Digital Tribes: Pillar 3, Organization

There are only a few more topics I have laid out for this Digital Tribes series of posts. The next few are centered on group organization, because not knowing where you stand or how to influence your status is one of the worst forms of stress.

You hear a lot of social media proponents (of which I am one) espouse transparency and merit based value assessment. This is one of the great promises of the digital participation age

It can feel like a Kafka-esque nightmare when you don’t know how things work and where you stand with in a group. People will stay in terrible situations rather than dive into the unknown, because “at least” they know what they are dealing with.

Groups prefer transparent governance, whether that is a monarchy, dictatorship, federalism, democracy or anything else.
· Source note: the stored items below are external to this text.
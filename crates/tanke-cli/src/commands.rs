//! Command handlers for CLI subcommands.

use std::path::Path;
use std::sync::Arc;

use base64::engine::general_purpose::STANDARD;
use base64::Engine as _;
use tanke_core::{lesson_plan, QuestionBank};
use tanke_models::Dimension;
use tanke_tutor::studio::AUDIO_SAMPLE_RATE;
use rustyline::DefaultEditor;
use tanke_tutor::{decode_pcm16, score_quiz, GeminiClient, QuizQuestion, Studio};
use tracing::info;

use crate::cli::{Commands, OutputFormat, StudioTool};
use crate::error::Result;

/// Load the question bank from `path`, or the built-in bank.
pub fn load_bank(path: Option<&Path>) -> Result<QuestionBank> {
    match path {
        Some(path) => {
            let bank = QuestionBank::from_path(path)?;
            info!(path = %path.display(), questions = bank.len(), "Loaded question bank");
            Ok(bank)
        }
        None => Ok(QuestionBank::buoyancy()),
    }
}

/// Execute a non-interactive CLI command.
pub fn execute(command: Commands, bank: Arc<QuestionBank>) -> Result<()> {
    match command {
        Commands::Teacher { limit } => cmd_teacher(&bank, limit),
        Commands::Questions { dimension, format } => cmd_questions(&bank, dimension, format),
        Commands::Studio {
            tool,
            dimension,
            topic,
            output,
            play,
        } => cmd_studio(tool, dimension, &topic, output.as_deref(), play),
        Commands::Learn => {
            // REPL is handled separately in main
            Ok(())
        }
    }
}

fn cmd_teacher(bank: &QuestionBank, limit: usize) -> Result<()> {
    let rows = lesson_plan(bank, limit);

    println!("教学设计 · 5D 问题链");
    println!();
    println!("{:<4}  {:<6}  {:<8}  {:<6}  QUESTION", "ID", "DIM", "CONTEXT", "EXPECT");
    println!("{}", "-".repeat(80));
    for row in &rows {
        println!(
            "{:<4}  {:<6}  {:<8}  {:>5}%  {}",
            row.id,
            row.dimension.label(),
            truncate(&row.context, 8),
            row.expected_mastery,
            truncate(&row.question, 40)
        );
    }
    println!("\n{} question(s)", rows.len());
    Ok(())
}

fn cmd_questions(
    bank: &QuestionBank,
    dimension: Option<Dimension>,
    format: OutputFormat,
) -> Result<()> {
    let items: Vec<_> = match dimension {
        Some(d) => bank.questions_for(d).iter().collect(),
        None => bank.iter().collect(),
    };

    match format {
        OutputFormat::Table => {
            for d in Dimension::ALL {
                let group: Vec<_> = items.iter().filter(|q| q.dimension == d).collect();
                if group.is_empty() {
                    continue;
                }
                println!("【{}】{}", d.label(), d.description());
                for (i, item) in group.iter().enumerate() {
                    println!("  {}. [{}] {}", i + 1, item.context, item.question);
                }
                println!();
            }
        }
        OutputFormat::Json => {
            println!("{}", serde_json::to_string_pretty(&items)?);
        }
    }
    Ok(())
}

fn cmd_studio(
    tool: StudioTool,
    dimension: Dimension,
    topic: &str,
    output: Option<&Path>,
    play: bool,
) -> Result<()> {
    let client = GeminiClient::from_env()?;
    let studio = Studio::new(Arc::new(client));
    let runtime = tokio::runtime::Runtime::new()?;

    info!(?tool, dimension = %dimension.code(), topic = %topic, "Running Studio tool");
    println!("Generating {:?} for 【{}】...", tool, dimension.label());

    match tool {
        StudioTool::Quiz => {
            let quiz = runtime.block_on(studio.quiz(topic, dimension))?;
            if play {
                play_quiz(&quiz)?;
            } else {
                print_quiz(&quiz);
            }
        }
        StudioTool::Flashcards => {
            for card in runtime.block_on(studio.flashcards(topic, dimension))? {
                println!("\n■ {}\n  {}", card.front, card.back);
            }
        }
        StudioTool::Slides => {
            let slides = runtime.block_on(studio.slides(topic, dimension))?;
            for (i, slide) in slides.iter().enumerate() {
                println!("\n[{}] {}", i + 1, slide.title);
                for bullet in &slide.bullets {
                    println!("  • {}", bullet);
                }
                println!("  (配图: {})", slide.visual_prompt);
            }
            // Only the cover slide is illustrated, and only when asked to save it.
            if let (Some(path), Some(cover)) = (output, slides.first()) {
                let url = runtime.block_on(studio.slide_image(&cover.visual_prompt))?;
                write_output(Some(path), &data_url_bytes(&url)?)?;
            }
        }
        StudioTool::Game => {
            let game = runtime.block_on(studio.game(topic, dimension))?;
            println!("\n{}\n任务：{}\n{}", game.title, game.mission, game.context);
            for (i, option) in game.options.iter().enumerate() {
                let marker = if option.is_correct { "✓" } else { "✗" };
                println!("\n  {}. {} {}", option_letter(i), option.label, marker);
                println!("     {}", option.outcome);
                println!("     {}", option.scientific_reason);
            }
        }
        StudioTool::Infographic => {
            let url = runtime.block_on(studio.infographic(topic, dimension))?;
            let bytes = data_url_bytes(&url)?;
            println!("Generated image ({} bytes)", bytes.len());
            write_output(output, &bytes)?;
        }
        StudioTool::Audio => {
            let payload = runtime.block_on(studio.audio_overview(topic, dimension))?;
            let samples = decode_pcm16(&payload)?;
            println!(
                "Generated audio: {} samples ({:.1}s at {} Hz)",
                samples.len(),
                samples.len() as f32 / AUDIO_SAMPLE_RATE as f32,
                AUDIO_SAMPLE_RATE
            );
            write_output(output, &STANDARD.decode(payload.trim())?)?;
        }
    }
    Ok(())
}

fn print_quiz(quiz: &[QuizQuestion]) {
    for (i, q) in quiz.iter().enumerate() {
        println!("\nQ{}. {}", i + 1, q.question);
        for (j, option) in q.options.iter().enumerate() {
            let marker = if q.is_correct(j) { "*" } else { " " };
            println!("  {} {}. {}", marker, option_letter(j), option);
        }
        println!("  解析：{}", q.explanation);
    }
}

/// Ask each question on the terminal, then show the score and the key.
fn play_quiz(quiz: &[QuizQuestion]) -> Result<()> {
    let mut editor = DefaultEditor::new()?;
    let mut answers = Vec::with_capacity(quiz.len());

    for (i, q) in quiz.iter().enumerate() {
        println!("\nQ{}. {}", i + 1, q.question);
        for (j, option) in q.options.iter().enumerate() {
            println!("    {}. {}", option_letter(j), option);
        }
        let line = editor.readline("你的选择 (A-D)> ")?;
        answers.push(parse_choice(&line, q.options.len()));
    }

    let score = score_quiz(quiz, &answers);
    println!("\n得分：{}/{}", score, quiz.len());
    print_quiz(quiz);
    Ok(())
}

/// Parse an option letter (`A`, `b`) or 1-based number into an index.
fn parse_choice(input: &str, options: usize) -> Option<usize> {
    let input = input.trim();
    let index = match input.parse::<usize>() {
        Ok(n) => n.checked_sub(1)?,
        Err(_) => {
            let mut chars = input.chars();
            let c = chars.next()?.to_ascii_uppercase();
            if chars.next().is_some() || !c.is_ascii_uppercase() {
                return None;
            }
            (c as u8 - b'A') as usize
        }
    };
    (index < options).then_some(index)
}

fn write_output(output: Option<&Path>, bytes: &[u8]) -> Result<()> {
    if let Some(path) = output {
        std::fs::write(path, bytes)?;
        println!("Saved to {}", path.display());
    }
    Ok(())
}

/// Decode the payload of a `data:<mime>;base64,<data>` URL.
fn data_url_bytes(url: &str) -> Result<Vec<u8>> {
    let data = url.split_once(',').map_or(url, |(_, data)| data);
    Ok(STANDARD.decode(data)?)
}

fn option_letter(index: usize) -> char {
    (b'A' + (index % 26) as u8) as char
}

/// Truncate to `max_chars` characters, appending "..." when cut.
pub(crate) fn truncate(s: &str, max_chars: usize) -> String {
    if s.chars().count() <= max_chars {
        s.to_string()
    } else {
        let kept: String = s.chars().take(max_chars.saturating_sub(3)).collect();
        format!("{}...", kept)
    }
}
When the forces that drive decisions are opaque, corruption or conspiracy charges surface along with discontent.

For the purposes of building community in this wild west we call social media, there are very real, practical lessons to be gained from Native American tribal governance practices.

(Image of Chief Quanah Parker of the Kwahadi Comanche thanks to Commons.Wikimedia.org) 

In the next few posts, I will dig into the applicable tribal models of:

1. Merit based valuation

2. Consensus driven leadership

3. Tribe versus clans/ bands

Discussion of these 3 topics are intended to give online community leaders and participants a tribal foundation for their organization and governance options. 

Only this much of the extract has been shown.